Дэвид улыбнулся, развел руками: он понимает, получается почти как в России. Увы, добавил он, получается чаще, чем готовы ожидать русские от американцев. В общем, через два-три дня все уладится. Дэвид засмеялся: можно дать честное пионерское слово, как Зюнчик, Колька и Ося, когда строили во дворе детский форпост.
Мне помнилось, Дэвид бывал в России, форпостов, конечно, не видел, но пионеров встречал.
Минуло три дня, редактор не звонил. Я считал, что вправе подать о себе весть, но в слишком буквальном толковании срока чудилась мне неуместная пунктуальность, я повременил еще два дня, чтоб получилась полная неделя.
Мне звонить не пришлось: Дэвид опередил меня. Он сказал, все идет как надо, через недельку встретимся.
Действительно, через неделю встретились, но оказалось, заведующего отделом нет на месте, что-то непредвиденное, может затянуться на несколько дней. Дэвид был мрачен, но уверял, что у него твердое предчувствие: все образуется. Прежние неувязки и юрисконсульты на подмостках больше не появлялись.
Прошел месяц, я сказал Дэвиду Барбору: положение становится нестерпимым. Дэвид пожал плечами: выбора нет — надо терпеть. И повторил: у него твердое предчувствие, что все образуется.
Предчувствие не обмануло Дэвида: спустя несколько дней он сообщил, что все в порядке, можно подписывать контракт, но сегодня пятница, норовят уйти из офиса пораньше, лучше в понедельник.
Я не стал откладывать, помчался в издательство, Дэвид сказал, он бы и сам так поступил, вручил мне экземпляр договора, сразу оговорил, что отмечать будем в другой раз, сегодня он торопится, предложил посидеть несколько минут, выпить стакан чаю.
Я спросил:
— Что произошло? Почему не подписывали договор?
Дэвид не отвечал. Я ждал, я был уверен, он для того задержал меня, чтобы рассказать, а сейчас вот раздумывает, может быть, корит себя за опрометчивость, может, хочет повременить, найти подходящую форму. Словом...

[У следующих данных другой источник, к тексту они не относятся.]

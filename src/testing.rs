//! In-memory store used by unit tests. Counts the remote calls the core
//! components are supposed to economize on.

use std::{
    collections::BTreeMap,
    io,
    pin::Pin,
    sync::{
        Arc, Mutex,
        atomic::{AtomicUsize, Ordering},
    },
    task::{Context, Poll},
};

use async_trait::async_trait;
use tokio::io::{AsyncRead, AsyncWrite, ReadBuf};

use crate::{
    errors::{FsError, FsResult},
    fs::path,
    models::ObjectMetadata,
    services::client::{
        ByteChannel, ByteSink, JobHandle, JobSpec, ListPage, ObjectStoreClient, PutOptions,
    },
};

type Objects = Arc<Mutex<BTreeMap<String, (ObjectMetadata, Vec<u8>)>>>;

pub struct MemoryClient {
    objects: Objects,
    page_size: usize,
    opens: AtomicUsize,
    released: Arc<AtomicUsize>,
    list_calls: AtomicUsize,
    jobs: AtomicUsize,
    last_job_exec: Mutex<Option<String>>,
    job_output: Mutex<Option<Vec<String>>>,
    fail_reads_at: Mutex<Option<u64>>,
}

impl MemoryClient {
    pub fn new() -> Self {
        Self::with_page_size(1000)
    }

    pub fn with_page_size(page_size: usize) -> Self {
        Self {
            objects: Arc::new(Mutex::new(BTreeMap::new())),
            page_size,
            opens: AtomicUsize::new(0),
            released: Arc::new(AtomicUsize::new(0)),
            list_calls: AtomicUsize::new(0),
            jobs: AtomicUsize::new(0),
            last_job_exec: Mutex::new(None),
            job_output: Mutex::new(None),
            fail_reads_at: Mutex::new(None),
        }
    }

    pub fn insert_object(&self, key: &str, data: Vec<u8>) {
        let metadata = ObjectMetadata::object(key, data.len() as u64);
        self.insert_metadata(metadata, data);
    }

    pub fn insert_directory(&self, key: &str) {
        self.insert_metadata(ObjectMetadata::directory(key), Vec::new());
    }

    pub fn insert_metadata(&self, metadata: ObjectMetadata, data: Vec<u8>) {
        self.objects
            .lock()
            .unwrap()
            .insert(metadata.path.clone(), (metadata, data));
    }

    pub fn data(&self, key: &str) -> Option<Vec<u8>> {
        self.objects.lock().unwrap().get(key).map(|(_, data)| data.clone())
    }

    pub fn opens(&self) -> usize {
        self.opens.load(Ordering::SeqCst)
    }

    pub fn released(&self) -> usize {
        self.released.load(Ordering::SeqCst)
    }

    pub fn list_calls(&self) -> usize {
        self.list_calls.load(Ordering::SeqCst)
    }

    pub fn jobs(&self) -> usize {
        self.jobs.load(Ordering::SeqCst)
    }

    pub fn last_job_exec(&self) -> Option<String> {
        self.last_job_exec.lock().unwrap().clone()
    }

    /// Replace the output of subsequent jobs.
    pub fn set_job_output(&self, output: Option<Vec<String>>) {
        *self.job_output.lock().unwrap() = output;
    }

    /// Make ranged reads starting at `offset` fail.
    pub fn fail_reads_at(&self, offset: Option<u64>) {
        *self.fail_reads_at.lock().unwrap() = offset;
    }

    fn children(&self, key: &str) -> Vec<ObjectMetadata> {
        self.objects
            .lock()
            .unwrap()
            .values()
            .filter(|(meta, _)| path::parent(&meta.path) == Some(key))
            .map(|(meta, _)| meta.clone())
            .collect()
    }
}

struct TrackedChannel {
    inner: io::Cursor<Vec<u8>>,
    released: Arc<AtomicUsize>,
}

impl AsyncRead for TrackedChannel {
    fn poll_read(
        mut self: Pin<&mut Self>,
        cx: &mut Context<'_>,
        buf: &mut ReadBuf<'_>,
    ) -> Poll<io::Result<()>> {
        Pin::new(&mut self.inner).poll_read(cx, buf)
    }
}

impl Drop for TrackedChannel {
    fn drop(&mut self) {
        self.released.fetch_add(1, Ordering::SeqCst);
    }
}

struct MemorySink {
    key: String,
    options: PutOptions,
    buf: Vec<u8>,
    objects: Objects,
}

impl AsyncWrite for MemorySink {
    fn poll_write(
        mut self: Pin<&mut Self>,
        _cx: &mut Context<'_>,
        buf: &[u8],
    ) -> Poll<io::Result<usize>> {
        self.buf.extend_from_slice(buf);
        Poll::Ready(Ok(buf.len()))
    }

    fn poll_flush(self: Pin<&mut Self>, _cx: &mut Context<'_>) -> Poll<io::Result<()>> {
        Poll::Ready(Ok(()))
    }

    fn poll_shutdown(mut self: Pin<&mut Self>, _cx: &mut Context<'_>) -> Poll<io::Result<()>> {
        let data = std::mem::take(&mut self.buf);
        let mut metadata = ObjectMetadata::object(self.key.clone(), data.len() as u64);
        metadata.durability = self.options.durability;
        metadata.content_type = self.options.content_type.clone();
        self.objects
            .lock()
            .unwrap()
            .insert(self.key.clone(), (metadata, data));
        Poll::Ready(Ok(()))
    }
}

struct MemoryJob {
    id: String,
    output: Vec<String>,
}

#[async_trait]
impl JobHandle for MemoryJob {
    fn id(&self) -> &str {
        &self.id
    }

    async fn wait_until_done(&mut self) -> FsResult<Vec<String>> {
        Ok(std::mem::take(&mut self.output))
    }
}

/// Pull `N` out of `head -c N | ...`.
fn prefix_length(exec: &str) -> Option<usize> {
    let mut words = exec.split_whitespace();
    while let Some(word) = words.next() {
        if word == "-c" {
            return words.next()?.parse().ok();
        }
    }
    None
}

#[async_trait]
impl ObjectStoreClient for MemoryClient {
    async fn head(&self, key: &str) -> FsResult<ObjectMetadata> {
        self.objects
            .lock()
            .unwrap()
            .get(key)
            .map(|(meta, _)| meta.clone())
            .ok_or_else(|| FsError::not_found(key))
    }

    async fn ranged_read(&self, key: &str, start: u64) -> FsResult<ByteChannel> {
        if *self.fail_reads_at.lock().unwrap() == Some(start) {
            return Err(FsError::Io(io::Error::other("injected read failure")));
        }
        let data = self.data(key).ok_or_else(|| FsError::not_found(key))?;
        self.opens.fetch_add(1, Ordering::SeqCst);

        let start = (start as usize).min(data.len());
        Ok(Box::new(TrackedChannel {
            inner: io::Cursor::new(data[start..].to_vec()),
            released: self.released.clone(),
        }))
    }

    async fn list_page(&self, key: &str, token: Option<&str>) -> FsResult<ListPage> {
        self.list_calls.fetch_add(1, Ordering::SeqCst);
        let children = self.children(key);
        let offset: usize = token.and_then(|t| t.parse().ok()).unwrap_or(0);
        let end = (offset + self.page_size).min(children.len());

        Ok(ListPage {
            entries: children[offset.min(end)..end].to_vec(),
            next_token: (end < children.len()).then(|| end.to_string()),
        })
    }

    async fn submit_job(&self, job: JobSpec) -> FsResult<Box<dyn JobHandle>> {
        let number = self.jobs.fetch_add(1, Ordering::SeqCst) + 1;
        *self.last_job_exec.lock().unwrap() = Some(job.phase.exec.clone());

        let output = match self.job_output.lock().unwrap().clone() {
            Some(output) => output,
            None => {
                let data = self
                    .data(&job.input)
                    .ok_or_else(|| FsError::not_found(&job.input))?;
                let length = prefix_length(&job.phase.exec)
                    .unwrap_or(data.len())
                    .min(data.len());
                vec![format!("{:x}\n", md5::compute(&data[..length]))]
            }
        };

        Ok(Box::new(MemoryJob {
            id: format!("job-{number}"),
            output,
        }))
    }

    async fn put(&self, key: &str, options: PutOptions) -> FsResult<ByteSink> {
        Ok(Box::new(MemorySink {
            key: key.to_string(),
            options,
            buf: Vec::new(),
            objects: self.objects.clone(),
        }))
    }

    async fn put_directory(&self, key: &str, _recursive: bool) -> FsResult<()> {
        self.insert_directory(key);
        Ok(())
    }

    async fn delete(&self, key: &str) -> FsResult<()> {
        self.objects
            .lock()
            .unwrap()
            .remove(key)
            .map(|_| ())
            .ok_or_else(|| FsError::not_found(key))
    }

    async fn delete_recursive(&self, key: &str) -> FsResult<()> {
        let prefix = format!("{}/", key);
        self.objects
            .lock()
            .unwrap()
            .retain(|path, _| path != key && !path.starts_with(&prefix));
        Ok(())
    }

    async fn move_object(&self, from: &str, to: &str) -> FsResult<()> {
        let mut objects = self.objects.lock().unwrap();
        let (mut meta, data) = objects.remove(from).ok_or_else(|| FsError::not_found(from))?;
        meta.path = to.to_string();
        objects.insert(to.to_string(), (meta, data));
        Ok(())
    }
}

— Ладно, — сказал Дэвид, — все обошлось. Совершенно конфиденциально. Хотя есть другая сторона. Но это их дело.
— Их? Кого их? — спросил я.
— В общем, история такая, — сказал Дэвид Барбор. — В тот день, когда пригласили вас в издательство, чтобы подписать договор, к заведующему отделом пришла одна дама. Сторонняя? Нет, не сторонняя. Знала, что подписывается договор на издание "Двора". Романа не читала, автора лично не знает. Пришла от литератора, который, по словам ее, роман читал и знает автора лично. Литератор этот — Иосиф Бродский, дама — его приятельница. По поручению Бродского, дама призывала издательство отказаться от публикации "Двора". Поскольку за публикацию стоял Башевис-Зингер, Нобелевский лауреат, дело оказалось непростым. В течение месяца дискуссии возобновлялись несколько раз. Бывали критические моменты. Бродский не унимался до последнего дня. Но, — засмеялся Дэвид, — как говорят в России: наше дело правое. Договор подписан. Поздравляю.
Четыре года спустя роман "Двор" на английском языке появился на полках книжных магазинов США и Канады.
Несколькими месяцами ранее вышли в свет мои эссе "Желтое и черное", о Мандельштаме и Пастернаке, вторая книга из серии "Опыт исследования еврейской ментальности". Я планировал еще две книжки о русских поэтах и писателях, евреях по происхождению. В четвертой книге Бродскому отводилось головное место.
Мне рассказывали о реакции Бродского на мой очерк об Осипе Мандельштаме "Желтое и черное": "Я бы сам поставил автора к стенке и расстрелял его из автомата". В общем, это была поэтическая фигура вполне в ключе той, которую он употребил, представив себя на месте Сталина, читающего посвященную ему "Оду" Мандельштама: "...после "Оды", будь я Сталин, я бы Мандельштама тотчас зарезал. Потому что я бы понял, что он в меня вошел, вселился" (С. Волков, "Разговоры с Иосифом Бродским").
Я не собирался входить, вселяться в поэта Иосифа Бродского. Мне понятен был феномен иудео-эллина Осипа Мандельштама, выросшего в еврейской семье, с варшавскими и лифляндскими корнями, где мать в первом поколении говорила по-русски, а отец, когда доводилось изъясняться по-русски, до конца жизни оставался косноязычным.
У Бродского был совершенно тривиальный вариант ленинградца, питерца советской выпечки, сначала октябренка, пионера, потом фрондера, скорее романтика, чем диссидента, предпочитавшего эмиграции, к которой его вынудили реалисты в штатском, нелегкий хлеб поэта и переводчика в родном отечестве.